Speranza escribió lúcidas páginas sobre la obra de Alÿs en Atlas portátil de América Latina y Cronografías. Lo que no vemos, lo que el arte ve mira en dirección a otros trabajos. Sin embargo, el libro me ha permitido ver Juegos de niñxs desde una perspectiva particular. Inevitablemente curada por Cuauhtémoc Medina, la exposición reúne videos realizados durante casi un cuarto de siglo, y enmarca un fenómeno que de tan evidente parece estar disolviéndose en las sombras. En ciudades regidas por la lógica productiva, donde el espacio público es relegado por los imperativos del transporte o el consumo, el desarrollo del homo ludens es ignorado a favor del homo faber. (Playgrounds del México moderno, de Aldo Solano Rojas, registra los intentos de dotar a la ciudad con zonas de juego infantil en el contexto de la modernización y el crecimiento urbanos.) “El niño y el animal juegan porque encuentran gusto en ello, y en esto consiste precisamente su libertad”, escribió Johan Huizinga en su libro clásico. Lo que permite preguntar: ¿dónde ejercen su libertad los niños en el capitalismo avanzado? Alÿs responde que en cualquier parte, ya sea en un patio parisino, en viviendas abandonadas de Ciudad Juárez o en las laderas de una montaña de escoria producida por una mina de cobalto en Lubumbashi, Congo. La respuesta va acompañada, sin embargo, de un por ahora.
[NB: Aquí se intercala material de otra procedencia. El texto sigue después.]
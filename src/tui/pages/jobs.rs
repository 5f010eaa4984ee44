//! Scheduled jobs page: the paginated job list plus its row menu and
//! confirmation dialog.

use crate::api::{JobQuery, JobStatus, JobSummary, JobsApi, JobsPageLoader};
use crate::app::{Subscription, Topic, TopicRegistry};
use crate::config::Config;
use crate::tui::{
    components::{
        dialogs::{ConfirmDialog, DialogStackHandle, MenuOutcome, Overlay, RowAction, RowActionsMenu},
        lists::{FocusListConfig, LoadTicket, PageLoader, PaginatedFocusList},
        Component,
    },
    events::Event,
    styles::Theme,
    utils::text::fit,
    Frame,
};
use anyhow::Result;
use async_trait::async_trait;
use crossterm::event::{KeyEvent, MouseEvent};
use ratatui::{
    layout::Rect,
    text::{Line, Span},
    widgets::{Block, Borders},
};
use std::sync::Arc;
use tokio::sync::mpsc;
use tracing::{debug, info, warn};

pub struct JobsPage {
    list: PaginatedFocusList<JobSummary>,
    api: Arc<dyn JobsApi>,
    sender: mpsc::UnboundedSender<Event>,
    page_size: usize,
    enabled_only: bool,
    /// Filter the loaded rows were fetched with
    loaded_enabled_only: bool,

    /// Id of the newest first-page request; older responses are ignored
    refresh_request: u64,
    refreshing: bool,

    menu: RowActionsMenu,
    confirm: ConfirmDialog,
    updates: Subscription,
}

impl JobsPage {
    pub fn new(
        api: Arc<dyn JobsApi>,
        registry: &TopicRegistry,
        dialogs: DialogStackHandle,
        sender: mpsc::UnboundedSender<Event>,
        config: &Config,
    ) -> Self {
        let activate = sender.clone();
        let list = PaginatedFocusList::new(FocusListConfig {
            page_size: config.page_size,
            auto_focus_first: config.auto_focus_first,
            auto_select_first: config.auto_select_first,
        })
        .on_select(move |_: &JobSummary, index| {
            let _ = activate.send(Event::JobActivated(index));
        });

        Self {
            list,
            api,
            sender,
            page_size: config.page_size,
            enabled_only: false,
            loaded_enabled_only: false,
            refresh_request: 0,
            refreshing: false,
            menu: RowActionsMenu::new(dialogs.clone()),
            confirm: ConfirmDialog::new(dialogs),
            updates: registry.subscribe(Topic::JobStatus),
        }
    }

    pub fn list(&self) -> &PaginatedFocusList<JobSummary> {
        &self.list
    }

    pub fn enabled_only(&self) -> bool {
        self.enabled_only
    }

    /// Overlays owned by this page, in no particular order
    pub fn overlays(&self) -> Vec<&dyn Overlay> {
        vec![&self.menu as &dyn Overlay, &self.confirm]
    }

    pub fn overlays_mut(&mut self) -> Vec<&mut dyn Overlay> {
        vec![&mut self.menu as &mut dyn Overlay, &mut self.confirm]
    }

    /// Request the first page again
    pub fn refresh(&mut self) {
        self.refresh_request += 1;
        self.refreshing = true;

        let request = self.refresh_request;
        let query = JobQuery {
            offset: 0,
            limit: self.page_size,
            enabled_only: self.enabled_only,
        };
        let api = Arc::clone(&self.api);
        let sender = self.sender.clone();
        debug!(request, enabled_only = query.enabled_only, "Refreshing jobs");

        tokio::spawn(async move {
            let result = api.list_jobs(&query).await.map_err(|e| e.to_string());
            let _ = sender.send(Event::JobsRefreshed { request, result });
        });
    }

    pub fn toggle_filter(&mut self) {
        self.enabled_only = !self.enabled_only;
        info!(enabled_only = self.enabled_only, "Job filter changed");
        self.refresh();
    }

    pub fn apply_refresh(&mut self, request: u64, result: Result<Vec<JobSummary>, String>) {
        if request != self.refresh_request {
            debug!(request, current = self.refresh_request, "Ignoring superseded refresh");
            return;
        }
        self.refreshing = false;

        match result {
            Ok(jobs) => {
                self.loaded_enabled_only = self.enabled_only;
                self.list.set_external_list(jobs);
            }
            Err(e) => {
                // Keep the rows consistent with the filter they were loaded under
                if self.enabled_only != self.loaded_enabled_only {
                    info!(enabled_only = self.loaded_enabled_only, "Filter change reverted");
                    self.enabled_only = self.loaded_enabled_only;
                }
                warn!(error = %e, "Failed to load jobs");
                let _ = self
                    .sender
                    .send(Event::StatusMessage(format!("Failed to load jobs: {}", e)));
            }
        }
    }

    pub fn apply_page(&mut self, ticket: LoadTicket, result: Result<Vec<JobSummary>, String>) {
        self.list.finish_load_more(ticket, result.map_err(anyhow::Error::msg));
    }

    /// Open the row menu for the job at `index`
    pub fn activate(&mut self, index: usize) {
        if let Some(job) = self.list.items().get(index).cloned() {
            debug!(job = %job.id, "Opening row actions");
            self.menu.open_for(job);
        }
    }

    fn load_more_if_needed(&mut self) {
        if self.refreshing || !self.list.should_load_more(self.list.viewport_end()) {
            return;
        }
        let Some(ticket) = self.list.begin_load_more() else {
            return;
        };

        let loader = JobsPageLoader::new(Arc::clone(&self.api), self.loaded_enabled_only);
        let sender = self.sender.clone();
        tokio::spawn(async move {
            let result = loader
                .load_page(ticket.offset, ticket.limit)
                .await
                .map_err(|e| e.to_string());
            let _ = sender.send(Event::JobsPageLoaded { ticket, result });
        });
    }

    fn choose(&mut self, action: RowAction, job: JobSummary) {
        match action {
            RowAction::Delete => {
                let message = format!("Delete job '{}'?", job.name);
                self.confirm.ask(message, action, job);
            }
            _ => {
                self.execute(action, job);
                self.menu.request_close();
            }
        }
    }

    fn execute(&mut self, action: RowAction, job: JobSummary) {
        if action == RowAction::RunNow {
            self.list.update_where(
                |item| item.id == job.id,
                |item| item.last_status = JobStatus::Running,
            );
        }

        let api = Arc::clone(&self.api);
        let sender = self.sender.clone();
        tokio::spawn(async move {
            let (result, done) = match action {
                RowAction::RunNow => (api.run_job(&job.id).await, "Started"),
                RowAction::ToggleEnabled if job.enabled => {
                    (api.set_enabled(&job.id, false).await, "Disabled")
                }
                RowAction::ToggleEnabled => (api.set_enabled(&job.id, true).await, "Enabled"),
                RowAction::Delete => (api.delete_job(&job.id).await, "Deleted"),
            };

            let message = match result {
                Ok(()) => format!("{} {}", done, job.name),
                Err(e) => {
                    warn!(job = %job.id, error = %e, "Job action failed");
                    format!("{} failed: {}", job.name, e)
                }
            };
            let _ = sender.send(Event::ActionFinished {
                message,
                refresh: action != RowAction::RunNow,
            });
        });
    }

    fn apply_status_updates(&mut self) {
        while let Some(update) = self.updates.try_next() {
            self.list.update_where(
                |job| job.id == update.job_id,
                |job| job.last_status = update.status,
            );
        }
    }

    fn render_row(job: &JobSummary, theme: &Theme) -> Line<'static> {
        let base = if job.enabled {
            theme.text_style()
        } else {
            theme.disabled_style()
        };
        let next_run = job
            .next_run
            .map(|at| at.format("%Y-%m-%d %H:%M").to_string())
            .unwrap_or_else(|| "-".to_string());

        Line::from(vec![
            Span::styled(fit(&job.name, 28), base),
            Span::raw(" "),
            Span::styled(fit(&job.schedule, 14), theme.muted_style()),
            Span::raw(" "),
            Span::styled(fit(job.last_status.label(), 8), theme.job_status_style(job.last_status)),
            Span::raw(" "),
            Span::styled(next_run, base),
        ])
    }
}

#[async_trait]
impl Component for JobsPage {
    async fn handle_key_event(&mut self, event: KeyEvent) -> Result<bool> {
        if self.confirm.is_open() {
            if let Some((action, job)) = self.confirm.handle_key(&event) {
                self.execute(action, job);
                self.menu.request_close();
            }
            return Ok(true);
        }

        if self.menu.is_open() {
            if let MenuOutcome::Chosen(action, job) = self.menu.handle_key(&event) {
                self.choose(action, job);
            }
            return Ok(true);
        }

        Ok(self.list.handle_key(&event))
    }

    async fn handle_mouse_event(&mut self, event: MouseEvent) -> Result<bool> {
        Ok(self.list.handle_mouse(&event))
    }

    async fn tick(&mut self) -> Result<()> {
        self.apply_status_updates();
        self.load_more_if_needed();
        Ok(())
    }

    fn render(&mut self, frame: &mut Frame, area: Rect, theme: &Theme) {
        let filter = if self.enabled_only { " · enabled only" } else { "" };
        let title = format!(" Jobs ({} loaded{}) ", self.list.len(), filter);
        let block = Block::default()
            .title(title)
            .borders(Borders::ALL)
            .border_style(theme.border_style());

        self.list
            .render(frame, area, block, theme, |job| Self::render_row(job, theme));
    }
}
En un contexto de experiencia erosionada, con la pandemia acentuando lo peor, los niños han sido arrancados progresivamente de los espacios de juego. La televisión, primero; las pantallas portátiles, después. La inseguridad, la falta de lugares adecuados. En este proyecto de Alÿs, un archivo en curso que por ahora va de 1999 a 2022, se respira una política. Porque los pequeños que son proyectados en las pantallas nunca están solos. Cada juego ensaya formas de relacionarse, y podría pensarse que ahí es posible imaginar otros órdenes, comunidades sin Estado ni mercado, antes de que la libertad de los jugadores sea triturada por la sociedad de control a través de la familia y las instituciones educativas. Juegos de niñxs muestra espacios en cuatro continentes, y nos deja ver la universalidad y la horizontalidad que atraviesan el tiempo lúdico de la infancia. Es un literal conjunto de ventanas para mirar en simultáneo prácticas cuya desaparición tendrá consecuencias incalculables en nuestro modo de ser humanos.
Asistimos al MUAC un domingo, y la sala nos recibió con barullo, la mezcla de sonidos de distintos videos. Una niña, performer espontánea, recorría el espacio rodando en uno de los bancos ofrecidos a los visitantes. Era evidente que las imágenes la contagiaban. Se tenía la sensación de estar en un área de juegos, y sin embargo la mirada atenta de cada pieza, la lectura de las cédulas, acentuaba la idea de que lo que se pone ante nuestros ojos y oídos es un paréntesis de libertad: muchos de esos niños viven rodeados de precariedad y violencia. Pero no necesitan más que los pequeños de los países desarrollados: palos, piedras, llantas, tierra… tiempo. Por momentos uno paladea la posibilidad de vivir fuera del mundo administrado.